Validate that the parent lineage matches what is in the existing doc in the DB (the one being updated). No other lineage validation is necessary. Just make sure it stays as it was originally.
Validate that the _rev provided on the PUT call matches what we see on the current doc in the DB (if the doc has been updated and has a different _rev we should just thrown an error and stop execution.)
@sugat and I thought that accepting the parent/contact _id in the form of a string for the contact/parent would be better and consistent with what we do for the create APIs. Better because we could avoid the hassle of validating the lineage.
Also, I am not sure why we need to validate lineage for a update call when we are anyways going to end up using the parent from the original doc.
My thought is we can accept the parent id as a string and match it against the original doc’s parent._id and throw an error if they do not match. That way we can also save the potential need to dehydrate as well.
Thinking a bit harder, I wonder whether we need this parent matching step at all?
IIUC, a doc having same _id and _rev as the one in Pouch should have the same content including lineage right?
So if the _rev and _id of the sent payload match, then the user did have the “latest” version of the Doc with them while making the call. My understanding is validating the lineage like you mentioned is probably to ensure this consistency i.e. the user is made aware that what they are trying to update is outdated in case the lineages of the payload and doc don’t add up. But I think that is taken care of by the _rev?
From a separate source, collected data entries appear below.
/// Waits for a background task, aborting it after the grace period.
async fn join_within(mut task: JoinHandle<()>) {
    if timeout(TASK_JOIN_GRACE, &mut task).await.is_err() {
        warn!("Background task did not stop in time, aborting");
        task.abort();
    }
}

#[cfg(test)]
mod tests {
    use super::*;
    use crate::registry::DeviceRegistry;
    use bluechat_radio::sim::{SimAir, SimRadio};
    use bluechat_radio::StaticPermissions;
    use tokio::sync::oneshot;

    struct Fixture {
        _cmd_tx: mpsc::Sender<SessionCommand>,
        actor: SessionActor,
        events: broadcast::Receiver<SessionEvent>,
        air: SimAir,
        radio: Arc<SimRadio>,
    }

    fn create_actor() -> Fixture {
        let air = SimAir::new();
        let radio = Arc::new(air.radio(PeerIdentity::new("00:01", "local")));
        let (cmd_tx, cmd_rx) = mpsc::channel(16);
        let (event_tx, events) = broadcast::channel(16);
        let actor = SessionActor::new(
            cmd_rx,
            cmd_tx.downgrade(),
            event_tx,
            radio.clone(),
            Arc::new(StaticPermissions::granted()),
            DeviceRegistry::shared(),
            SessionConfig::default(),
        );
        Fixture {
            _cmd_tx: cmd_tx,
            actor,
            events,
            air,
            radio,
        }
    }

    async fn select_role(actor: &mut SessionActor, role: Role) -> SessionResult<()> {
        let (tx, rx) = oneshot::channel();
        actor
            .handle_command(SessionCommand::SelectRole {
                role,
                respond_to: tx,
            })
            .await;
        rx.await.unwrap()
    }

    async fn close(actor: &mut SessionActor) {
        let (tx, rx) = oneshot::channel();
        actor
            .handle_command(SessionCommand::Close { respond_to: tx })
            .await;
        rx.await.unwrap();
    }

    #[tokio::test]
    async fn test_select_role_host_advertises() {
        let mut fx = create_actor();

        select_role(&mut fx.actor, Role::Host).await.unwrap();

        assert_eq!(fx.actor.state(), &SessionState::Advertising);
        assert_eq!(fx.actor.role(), Role::Host);
        let event = fx.events.try_recv().unwrap();
        assert_eq!(event.state(), Some(&SessionState::Advertising));

        close(&mut fx.actor).await;
    }

    #[tokio::test]
    async fn test_select_role_twice_fails() {
        let mut fx = create_actor();

        select_role(&mut fx.actor, Role::Join).await.unwrap();
        let err = select_role(&mut fx.actor, Role::Host).await.unwrap_err();

        assert!(matches!(err, SessionError::InvalidState { .. }));
        assert_eq!(fx.actor.role(), Role::Join);
        assert_eq!(fx.actor.state(), &SessionState::Scanning);

        close(&mut fx.actor).await;
    }

    #[tokio::test]
    async fn test_select_unselected_role_rejected() {
        let mut fx = create_actor();
        let err = select_role(&mut fx.actor, Role::Unselected)
            .await
            .unwrap_err();
        assert!(matches!(err, SessionError::InvalidState { .. }));
        assert_eq!(fx.actor.state(), &SessionState::Idle);
    }

    #[tokio::test]
    async fn test_send_before_connected() {
        let mut fx = create_actor();
        let (tx, rx) = oneshot::channel();
        fx.actor
            .handle_command(SessionCommand::Send {
                payload: b"hi".to_vec(),
                respond_to: tx,
            })
            .await;
        assert_eq!(rx.await.unwrap().unwrap_err(), SessionError::NotConnected);
        assert!(fx.events.try_recv().is_err());
    }

    #[tokio::test]
    async fn test_close_is_idempotent() {
        let mut fx = create_actor();

        close(&mut fx.actor).await;
        close(&mut fx.actor).await;

        assert_eq!(fx.actor.state(), &SessionState::Closed);
        let event = fx.events.try_recv().unwrap();
        assert_eq!(event.state(), Some(&SessionState::Closed));
        assert!(fx.events.try_recv().is_err());
    }

    #[tokio::test]
    async fn test_select_peer_requires_scanning() {
        let mut fx = create_actor();
        let (tx, rx) = oneshot::channel();
        fx.actor
            .handle_command(SessionCommand::SelectPeer {
                peer: PeerIdentity::unnamed("AA"),
                respond_to: tx,
            })
            .await;
        let err = rx.await.unwrap().unwrap_err();
        assert_eq!(
            err,
            SessionError::InvalidState {
                operation: "select a peer".to_string(),
                state: "idle".to_string(),
            }
        );
    }

    #[tokio::test]
    async fn test_stale_completion_closes_channel() {
        let mut fx = create_actor();
        let host = fx.air.radio(PeerIdentity::unnamed("AA"));
        let service = ServiceRecord::default();
        let _listener = host.listen(&service).await.unwrap();
        let channel = fx.radio.connect(host.identity(), &service).await.unwrap();

        fx.actor
            .handle_command(SessionCommand::Established {
                attempt: 42,
                result: Ok(channel),
            })
            .await;

        assert_eq!(fx.actor.state(), &SessionState::Idle);
        assert_eq!(fx.radio.close_calls(), 1);
        assert_eq!(fx.radio.open_channels(), 0);
    }

    #[tokio::test]
    async fn test_failed_attempt_moves_to_failed() {
        let mut fx = create_actor();
        select_role(&mut fx.actor, Role::Host).await.unwrap();
        let attempt = fx.actor.attempt;

        fx.actor
            .handle_command(SessionCommand::Established {
                attempt,
                result: Err(SessionError::AcceptFailed("listener closed".to_string())),
            })
            .await;

        assert_eq!(
            fx.actor.state().failure(),
            Some(&SessionError::AcceptFailed("listener closed".to_string()))
        );
        // Failed only leaves through close
        assert!(select_role(&mut fx.actor, Role::Join).await.is_err());
        close(&mut fx.actor).await;
        assert_eq!(fx.actor.state(), &SessionState::Closed);
    }

    #[tokio::test]
    async fn test_restart_from_closed() {
        let mut fx = create_actor();

        select_role(&mut fx.actor, Role::Host).await.unwrap();
        close(&mut fx.actor).await;
        assert_eq!(fx.actor.role(), Role::Unselected);

        select_role(&mut fx.actor, Role::Host).await.unwrap();
        assert_eq!(fx.actor.state(), &SessionState::Advertising);
        close(&mut fx.actor).await;
    }
}
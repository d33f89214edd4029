//! Single-step flow generators and an in-memory http test double.
//!
//! Two independent pieces, composed only in tests:
//!
//! - [`to_flow`] adapts a future-returning function into a function that
//!   returns a [`FlowGenerator`]: a generator that yields exactly one
//!   awaitable step and then returns the resolved value. An external
//!   cancellable-flow driver steps it; [`drive`] is the minimal such driver.
//! - [`TestHttpClient`] registers simulated network calls and gives test code
//!   explicit control over when and how each one settles, without any real
//!   I/O.
//!
//! # Examples
//!
//! ```
//! use flow_out::{drive, to_flow, Request, TestHttpClient};
//! use futures::executor::block_on;
//!
//! let client = TestHttpClient::new();
//! let fetch = to_flow({
//!     let client = client.clone();
//!     move |req: Request| client.request::<u32>(req)
//! });
//!
//! let flow = fetch(Request::new("/answer"));
//! client.expect_one::<u32>("/answer", None).unwrap().resolve(42).unwrap();
//! assert_eq!(block_on(drive(flow)).unwrap(), 42);
//! client.verify().unwrap();
//! ```

use thiserror::Error;

mod client;
mod deferred;
mod flow;
mod request;

pub use client::{PendingRequest, ResponseFuture, TestHttpClient};
pub use flow::{drive, to_flow, FlowGenerator, FlowState, StepFuture};
pub use request::{Method, Request, RequestInit};

/// Boxed error value a pending request can be rejected with.
pub type BoxError = Box<dyn std::error::Error + Send + Sync>;

/// Errors surfaced by the test double.
#[derive(Debug, Error)]
pub enum Error {
    /// No active entry matched the lookup.
    #[error("no pending request found for {0}")]
    NotFound(String),
    /// [`TestHttpClient::verify`] found requests that were never settled.
    #[error("{} pending requests remain: {}", .count, .urls.join(", "))]
    PendingRequests {
        /// Number of outstanding requests.
        count: usize,
        /// Urls of the outstanding requests, in registration order.
        urls: Vec<String>,
    },
    /// The rejection delivered through a response future, unchanged.
    #[error("request rejected: {0}")]
    Rejected(#[source] BoxError),
    /// A pending request was resolved with a value of a different type than
    /// the caller asked for.
    #[error("response value does not match the requested type")]
    WrongResponseType,
}
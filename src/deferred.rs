//! One-shot settlement cell backing every pending request.
//!
//! A `deferred()` call hands back a [`Settler`] for the side that decides the
//! outcome and a [`Deferred`] future for the side that awaits it. The settler
//! is consumed on use, so a cell settles at most once. Dropping an unsettled
//! settler does NOT fail the future: an abandoned request must stay pending
//! forever.

use std::future::Future;
use std::pin::Pin;
use std::sync::{Arc, Mutex};
use std::task::{Context, Poll, Waker};

pub(crate) fn deferred<T>() -> (Settler<T>, Deferred<T>) {
    let inner = Arc::new(Mutex::new(Inner {
        value: None,
        waker: None,
    }));
    (
        Settler {
            inner: Arc::clone(&inner),
        },
        Deferred { inner },
    )
}

/// The settling half of a cell.
#[derive(Debug)]
pub(crate) struct Settler<T> {
    inner: Arc<Mutex<Inner<T>>>,
}

/// The awaiting half of a cell.
#[derive(Debug)]
pub(crate) struct Deferred<T> {
    inner: Arc<Mutex<Inner<T>>>,
}

#[derive(Debug)]
struct Inner<T> {
    value: Option<T>,
    waker: Option<Waker>,
}

impl<T> Settler<T> {
    /// Store the value and wake the consumer.
    pub(crate) fn settle(self, value: T) {
        let waker = {
            let mut inner = self.inner.lock().unwrap();
            inner.value = Some(value);
            inner.waker.take()
        };
        if let Some(waker) = waker {
            waker.wake();
        }
    }
}

impl<T> Future for Deferred<T> {
    type Output = T;

    fn poll(self: Pin<&mut Self>, cx: &mut Context<'_>) -> Poll<T> {
        let mut inner = self.inner.lock().unwrap();
        match inner.value.take() {
            Some(value) => Poll::Ready(value),
            None => {
                inner.waker = Some(cx.waker().clone());
                Poll::Pending
            }
        }
    }
}
// SPDX-License-Identifier: AGPL-3.0-or-later
// SPDX-FileCopyrightText: 2024 Hyperpolymath

//! Product-review sentiment classification
//!
//! This crate provides:
//! - Deterministic review-text normalization
//! - TF-IDF features over word n-grams with a frozen vocabulary
//! - Class-balanced L2 logistic regression
//! - Stratified k-fold grid search with refit on the full training set
//! - Held-out evaluation (confusion matrix, per-class P/R/F1, ROC-AUC)
//! - Dataset preparation from review tables with seeded randomness

pub mod classifier;
pub mod datasets;
pub mod error;
pub mod features;
pub mod metrics;
pub mod model;
pub mod normalize;
pub mod pipeline;
pub mod plots;
pub mod selection;

pub use classifier::{ClassifierConfig, LogisticRegression};
pub use datasets::{prepare, NeutralPolicy, PreparedDataset, ReviewRecord, ReviewTable, Sentiment};
pub use error::{Result, SentimentError};
pub use features::{DocFrequency, FeatureVector, TfidfVectorizer, VectorizerConfig, Vocabulary};
pub use metrics::{ClassCounts, ClassMetrics, ConfusionMatrix, EvaluationReport};
pub use model::{PipelineParams, SentimentModel, SentimentPrediction};
pub use normalize::normalize;
pub use pipeline::{TrainingConfig, TrainingPipeline, TrainingResults};
pub use selection::{GridSearch, GridSearchOutcome, ParamGrid};
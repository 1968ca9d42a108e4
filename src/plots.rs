// SPDX-License-Identifier: AGPL-3.0-or-later
// SPDX-FileCopyrightText: 2024 Hyperpolymath

//! Class-count charts
//!
//! - Terminal: Unicode bars, always available
//! - PNG: bar chart via plotters (optional feature)

use crate::metrics::ClassCounts;
use std::path::Path;

#[cfg(feature = "plotters")]
use plotters::prelude::*;

/// Default file name for the PNG chart
pub const COUNTS_CHART_FILE: &str = "predicted_sentiment_counts.png";

/// Render counts as horizontal bars scaled to `width` cells
pub fn bar_chart(title: &str, counts: &ClassCounts, width: usize) -> String {
    let max = counts.negative.max(counts.positive);
    let mut output = format!("{}\n", title);

    for (label, count) in counts.entries() {
        let cells = if max == 0 {
            0
        } else {
            ((count as f64 / max as f64) * width as f64).round() as usize
        };
        output.push_str(&format!(
            "{:<8} | {}{} {}\n",
            label,
            "█".repeat(cells),
            " ".repeat(width - cells),
            count
        ));
    }

    output
}

/// Write a bar chart PNG. Returns whether a file was written.
#[cfg(feature = "plotters")]
pub fn write_counts_png(title: &str, counts: &ClassCounts, path: &Path) -> Result<bool, Box<dyn std::error::Error>> {
    let root = BitMapBackend::new(path, (640, 480)).into_drawing_area();
    root.fill(&WHITE)?;

    let max = counts.negative.max(counts.positive).max(1) as u32;

    let mut chart = ChartBuilder::on(&root)
        .caption(title, ("sans-serif", 24))
        .margin(10)
        .x_label_area_size(35)
        .y_label_area_size(50)
        .build_cartesian_2d((0u32..1u32).into_segmented(), 0u32..(max + max / 10 + 1))?;

    chart
        .configure_mesh()
        .disable_x_mesh()
        .y_desc("Count")
        .x_label_formatter(&|v| match v {
            SegmentValue::CenterOf(0) => "NEGATIVE".to_string(),
            SegmentValue::CenterOf(1) => "POSITIVE".to_string(),
            _ => String::new(),
        })
        .draw()?;

    chart.draw_series(
        Histogram::vertical(&chart)
            .style(BLUE.mix(0.7).filled())
            .margin(40)
            .data([(0u32, counts.negative as u32), (1u32, counts.positive as u32)]),
    )?;

    root.present()?;
    tracing::info!("Saved class-count chart to {}", path.display());
    Ok(true)
}

/// Stub when plotters feature is disabled.
#[cfg(not(feature = "plotters"))]
pub fn write_counts_png(_title: &str, _counts: &ClassCounts, path: &Path) -> Result<bool, Box<dyn std::error::Error>> {
    tracing::debug!("Skipping {}: PNG charts require --features plotters", path.display());
    Ok(false)
}
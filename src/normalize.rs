// SPDX-License-Identifier: AGPL-3.0-or-later
// SPDX-FileCopyrightText: 2024 Hyperpolymath

//! Deterministic review-text cleaning
//!
//! Steps, in order:
//! 1. drop URL-like runs (`http...`, `www....`, case-insensitive)
//! 2. drop `@mention` and `#hashtag` tokens
//! 3. replace everything that is not an ASCII letter, ASCII whitespace or `'` with a space
//! 4. collapse runs of two or more ASCII whitespace characters into one space
//! 5. trim
//! 6. lowercase
//!
//! Protocol-less URLs (`amazon.com/dp/...`) are not caught by step 1 and
//! survive step 3 as plain words (`amazon com dp`). Trained artifacts depend on
//! that behaviour, so it is kept.
//!
//! Non-ASCII whitespace (NBSP, em space) counts as a non-letter in step 3, so
//! the output is pure ASCII.

use once_cell::sync::Lazy;
use regex::Regex;

static URL_RE: Lazy<Regex> = Lazy::new(|| Regex::new(r"(?i)http\S+|www\.\S+").unwrap());
static MENTION_HASHTAG_RE: Lazy<Regex> = Lazy::new(|| Regex::new(r"[@#]\w+").unwrap());
static NON_LETTERS_RE: Lazy<Regex> = Lazy::new(|| Regex::new(r"[^a-zA-Z'[:space:]]").unwrap());
static MULTI_WS_RE: Lazy<Regex> = Lazy::new(|| Regex::new(r"[[:space:]]{2,}").unwrap());

/// Clean a single review text. Total: every input yields a (possibly empty) string.
pub fn normalize(text: &str) -> String {
    let s = URL_RE.replace_all(text, "");
    let s = MENTION_HASHTAG_RE.replace_all(&s, "");
    let s = NON_LETTERS_RE.replace_all(&s, " ");
    let s = MULTI_WS_RE.replace_all(&s, " ");
    s.trim().to_ascii_lowercase()
}

/// Clean raw bytes, degrading invalid UTF-8 to replacement characters first
pub fn normalize_bytes(bytes: &[u8]) -> String {
    normalize(&String::from_utf8_lossy(bytes))
}

#[cfg(test)]
mod tests {
    use super::*;

    fn tricky_inputs() -> Vec<&'static str> {
        vec![
            "",
            "   ",
            "This product is absolutely amazing! Best purchase ever.",
            "Terrible product. Complete waste of money.",
            "Check https://example.com/x?y=1 and www.shop.com/item now!!",
            "HTTPS://LOUD.EXAMPLE.COM is gone, HTTPfoo too",
            "visit amazon.com/dp/B00ABC123 for details",
            "@seller thanks #blessed #5stars",
            "I can't   believe\t\tit's\n\nnot butter",
            "Café crème brûlée — 10/10 ★★★★★",
            "tabs\tstay\tsingle",
            "ht@xtp and wwwwww",
            "\u{00A0}leading nbsp and trailing\u{2003}",
            "mid\u{00A0}string\u{2003}spaces\u{00A0} \u{2009}here",
            "don't  ''' quote's",
            "1234 5678 !!!",
        ]
    }

    #[test]
    fn test_normalize_end_to_end_example() {
        assert_eq!(
            normalize("This product is absolutely amazing! Best purchase ever."),
            "this product is absolutely amazing best purchase ever"
        );
    }

    #[test]
    fn test_normalize_is_idempotent() {
        for input in tricky_inputs() {
            let once = normalize(input);
            let twice = normalize(&once);
            assert_eq!(once, twice, "not idempotent for {:?}", input);
        }
    }

    #[test]
    fn test_output_alphabet() {
        for input in tricky_inputs() {
            let out = normalize(input);
            assert!(out.is_ascii(), "non-ASCII output {:?}", out);
            assert!(
                out.chars()
                    .all(|c| c.is_ascii_lowercase() || c.is_ascii_whitespace() || c == '\''),
                "unexpected character in {:?}",
                out
            );
            assert_eq!(out, out.trim());
        }
    }

    #[test]
    fn test_urls_and_mentions_removed() {
        assert_eq!(
            normalize("Check https://example.com/x?y=1 and www.shop.com/item now!!"),
            "check and now"
        );
        assert_eq!(normalize("HTTPS://LOUD.EXAMPLE.COM is gone, HTTPfoo too"), "is gone too");
        assert_eq!(normalize("@seller thanks #blessed #5stars"), "thanks");
    }

    #[test]
    fn test_protocol_less_url_leaks_as_words() {
        assert_eq!(
            normalize("visit amazon.com/dp/B00ABC123 for details"),
            "visit amazon com dp b abc for details"
        );
    }

    #[test]
    fn test_whitespace_and_apostrophes() {
        assert_eq!(normalize("I can't   believe\t\tit's\n\nnot butter"), "i can't believe it's not butter");
        assert_eq!(normalize("tabs\tstay\tsingle"), "tabs\tstay\tsingle");
    }

    #[test]
    fn test_empty_and_symbol_only_inputs() {
        assert_eq!(normalize(""), "");
        assert_eq!(normalize("   "), "");
        assert_eq!(normalize("1234 5678 !!!"), "");
    }

    #[test]
    fn test_invalid_utf8_degrades() {
        let bytes = b"great \xff\xfe value";
        assert_eq!(normalize_bytes(bytes), "great value");
    }

    #[test]
    fn test_unicode_whitespace_becomes_space() {
        assert_eq!(normalize("great\u{00A0}value\u{2003}here"), "great value here");
        assert_eq!(normalize("a \u{00A0} b\u{3000}\u{3000}c"), "a b c");
    }
}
If parent field cannot be updated then, it should be ignored even if it is passed and not validated at all or better yet throw an error if it is passed rather than ignoring silently. Meaning that even if the end user passes something that is different than the value in the database, it should make no difference in the processing. It does not make sense that the value is required but cannot be updated.
So, for a PATCH api I would 100% agree. However, I think things are a bit more cloudy for a PUT api. Semantically, a PUT" replaces a representation of the target resource with the request content". The difference (in my brain) is that it is more of a “replace” action than an “update” action. So, the data we are using for the replace should be complete.
Semantics aside, my main motivation for requiring the parent lineage on the PUT is for consumer convenience.
If we just ignored any submitted parent values, that could be confusing to api consumers since it will not be immediately clear that any parent changes were not persisted. In general I think it is a bad idea to accept but ignore.
On the other hand, if we prohibit any parent value from being provided on the PUT, then we are effectively requiring any consuming code to take the extra step of removing the parent from the update data before submitting the PUT request. It seems safe to assume that anyone trying to update a contact/report has first retrieved that entity via the get or get-with-lineage apis. So, the entity data they are mutating will already contain the parent value. Then, once they have mutated the data so the entity is updated, they want to submit the update back to our PUT api. In that case it does not seem to make much sense that they would have to remove the parent…
Yes, this is precisely my thinking here. I agree that the _rev validation is most important because it proves the user is not working with stale data. The lineage validation is more of a benefit to the consumer. The server is always going to enforce that the lineage is not updated. The point of also validating the lineage provided by the consumer is to help maintain consistency between what is stored in the db and what the consumer thinks is stored in the db.
So, we should throw exceptions if the payload doesn’t line up with what is present in the DB like you mentioned in the reply to my comment?
That sounds good to me, because we can avoid confusion from the user’s perspective which might arise in case we just silently ignore immutable fields which are part of the payload, particularly in cases where some of them differ from what is present in the DB.